Вместо рискованного воздушного полета я предпочел отправиться в «восточный» ресторан и потребовал себе бифштекс и портеру. Тут я встретился с двумя своими приятелями вест-индцами – французом с острова Гаити и испанцем с острова Кубы. Болтливый гаитянин, который и на этом отдаленном острове сохранил всю буйность парижской крови, по обычаю и уже в сотый раз стал одно и тоже расспрашивать о Петербурге, его нравах и удовольствиях, уверял меня, что там все говорят по-французски и чрезвычайно любят вообще французов, и, наконец, в заключение своей бесконечной болтовни поклялся независимостью и славой своей республики, что он непременно побывает в нашей Северной Пальмире. – «Милости просим!» – ответил я ему и очень обрадовался, когда он быстро повернулся, раскланялся и куда-то помчался, – вероятно, отыскивая новой жертвы для своей болтовни. Посмотрев вслед этому порхающему гражданину великой Гаитянской республики, я уяснил себе, почему на острове Гаити, составляющем самостоятельное государство, почти каждый год бывает по две революции, и граждане его то прогонят президента и посадят на престол императора, то свергнут императора и опять водворят президента – до следующей перемены декорации. Совсем другого сорта кубинец. Это молодой человек с длинными черными усами и курчавою головой; в глазах его горит тропический огонь, но он чрезвычайно спокоен и даже несколько меланхоличен.
– Ну, как дела, синьор Ронкильо?
– Так себе, – отвечает он нехотя.
– А как генерал Гарсия?
– Дурак он, а не генерал! – вспылил вдруг кубинец и глаза его сверкнули огнем негодующего отчаяния.– Ему тысячу раз говорили, что рано начинать, что еще не все было подготовлено, что непременно он влопается как крыса в ловушку. Нет, не послушался, скорее хотел сделаться президентом Кубинской республики, и вот теперь председательствует в испанской тюрьме, если только не болтается уже на виселице. Я только что был в его семействе, но там, разумеется, слезы, и я скоро ушел …
Кубинец закрутил свои черные усы и сердито застучал палкой по столу, требуя себе стакан веселого шерри, чтобы разогнать грусть. Это он говорит об известном предводителе кубинских инсургентов, который прошлой весной отправился из Нью-Йорка на о.

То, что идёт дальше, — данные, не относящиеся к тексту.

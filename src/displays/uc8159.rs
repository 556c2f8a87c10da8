use std::time::Duration;

use tracing::debug;

use super::bus::{BusyPolicy, PanelBus, Pins};
use super::error::{DriverError, Result};
use super::{EpdDriver, pack_buffer_nibbles};
use crate::convert::{Frame, IndexedPlane};
use crate::panel::{ColorMode, PanelSpec};

const UC8159_PSR: u8 = 0x00;
const UC8159_PWR: u8 = 0x01;
const UC8159_POF: u8 = 0x02;
const UC8159_PFS: u8 = 0x03;
const UC8159_PON: u8 = 0x04;
const UC8159_DSLP: u8 = 0x07;
const UC8159_DTM1: u8 = 0x10;
const UC8159_DRF: u8 = 0x12;
const UC8159_PLL: u8 = 0x30;
const UC8159_TSE: u8 = 0x41;
const UC8159_CDI: u8 = 0x50;
const UC8159_TCON: u8 = 0x60;
const UC8159_TRES: u8 = 0x61;
const UC8159_DAM: u8 = 0x65;
const UC8159_PWS: u8 = 0xE3;

const DEEP_SLEEP_CHECK: u8 = 0xA5;
const WHITE_INDEX: u8 = 1;

pub struct InkyUc8159Config {
    pub width: u16,
    pub height: u16,
    pub spi_path: String,
    pub gpio_chip: String,
    pub pins: Pins,
    pub border_colour: u8,
}

impl Default for InkyUc8159Config {
    fn default() -> Self {
        Self {
            width: 600,
            height: 448,
            spi_path: "/dev/spidev0.0".to_string(),
            gpio_chip: "/dev/gpiochip0".to_string(),
            pins: Pins::INKY,
            border_colour: WHITE_INDEX,
        }
    }
}

/// Seven-colour ACeP controller (600x448 and 640x400 glass).
pub struct InkyUc8159 {
    bus: PanelBus,
    width: u16,
    height: u16,
    resolution_setting: u8,
    border_colour: u8,
}

impl InkyUc8159 {
    pub fn new(config: InkyUc8159Config) -> Result<Self> {
        let resolution_setting = match (config.width, config.height) {
            (600, 448) => 0b11,
            (640, 400) => 0b10,
            _ => {
                return Err(DriverError::UnsupportedResolution(
                    config.width,
                    config.height,
                ));
            }
        };

        let bus = PanelBus::open(
            &config.spi_path,
            &config.gpio_chip,
            config.pins,
            3_000_000,
            BusyPolicy::SettleIfHighAtEntry,
        )?;

        Ok(Self {
            bus,
            width: config.width,
            height: config.height,
            resolution_setting,
            border_colour: config.border_colour & 0x07,
        })
    }

    fn send_frame(&mut self, plane: &IndexedPlane) -> Result<()> {
        let expected = self.width as usize * self.height as usize;
        if plane.indices().len() != expected {
            return Err(DriverError::InvalidBufferSize {
                expected,
                received: plane.indices().len(),
            });
        }

        let packed = pack_buffer_nibbles(plane.indices());
        self.bus.send_command_data(UC8159_DTM1, &packed)?;

        self.bus.send_command(UC8159_PON)?;
        let _ = self.bus.wait_until_idle(Duration::from_millis(200));

        self.bus.send_command(UC8159_DRF)?;
        self.bus.wait_until_idle(Duration::from_secs(32))?;

        self.bus.send_command(UC8159_POF)?;
        let _ = self.bus.wait_until_idle(Duration::from_millis(200));

        Ok(())
    }
}

impl EpdDriver for InkyUc8159 {
    fn panel(&self) -> PanelSpec {
        PanelSpec::seven_color(self.width, self.height)
    }

    fn init(&mut self) -> Result<()> {
        debug!("uc8159 init");
        self.bus.hardware_reset(Duration::from_millis(100))?;
        let _ = self.bus.wait_until_idle(Duration::from_secs(1));

        let mut tres = [0u8; 4];
        tres[..2].copy_from_slice(&self.width.to_be_bytes());
        tres[2..].copy_from_slice(&self.height.to_be_bytes());
        self.bus.send_command_data(UC8159_TRES, &tres)?;

        let psr = [(self.resolution_setting << 6) | 0b0010_1111, 0x08];
        self.bus.send_command_data(UC8159_PSR, &psr)?;

        let pwr = [
            (0x06 << 3) | (0x01 << 2) | (0x01 << 1) | 0x01,
            0x00,
            0x23,
            0x23,
        ];
        self.bus.send_command_data(UC8159_PWR, &pwr)?;

        self.bus.send_command_data(UC8159_PLL, &[0x3C])?;
        self.bus.send_command_data(UC8159_TSE, &[0x00])?;

        let cdi = (self.border_colour << 5) | 0x17;
        self.bus.send_command_data(UC8159_CDI, &[cdi])?;

        self.bus.send_command_data(UC8159_TCON, &[0x22])?;
        self.bus.send_command_data(UC8159_DAM, &[0x00])?;
        self.bus.send_command_data(UC8159_PWS, &[0xAA])?;
        self.bus.send_command_data(UC8159_PFS, &[0x00])?;

        Ok(())
    }

    fn display(&mut self, frame: &Frame) -> Result<()> {
        match frame {
            Frame::Palette(plane) => self.send_frame(plane),
            other => Err(DriverError::UnsupportedFrame {
                expected: ColorMode::SevenColorPalette,
                received: other.color_mode(),
            }),
        }
    }

    fn clear(&mut self) -> Result<()> {
        let blank = IndexedPlane::filled(self.width, self.height, WHITE_INDEX);
        self.send_frame(&blank)
    }

    fn sleep(&mut self) -> Result<()> {
        debug!("uc8159 sleep");
        self.bus.send_command(UC8159_POF)?;
        let _ = self.bus.wait_until_idle(Duration::from_millis(200));
        self.bus.send_command_data(UC8159_DSLP, &[DEEP_SLEEP_CHECK])
    }
}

Кубу для поднятая восстания против испанского правительства и после нескольких неудачных стычек с испанскими войсками захвачен был в плен со своим главным отрядом. – Как истинный кубинец, он живо интересуется судьбой своей родины и постоянно мечтает об освобождении острова от испанского ига. Сын богатого плантатора на о. Кубе, он в медицинской коллегии приготовлялся к профессии врача; но, когда десять лет тому назад на Кубе разразилось восстание, он вместе с десятком своих товарищей бросил коллегию и ринулся на поле битвы. В продолжение трех лет он, голодный и полунагой, жил в горах и лесах, сражаясь с испанцами. Но когда, наконец, восстание стало терять все шансы на успех, и участникам его угрожал неизбежный плен, он с несколькими своими товарищами на простой лодчонке бросился в открытый океан, и после трех дней плавания благополучно пристал к о. Гаити, с которого перебрался затем в Нью-Йорк, где и занимается теперь приготовлением гаванских сигар.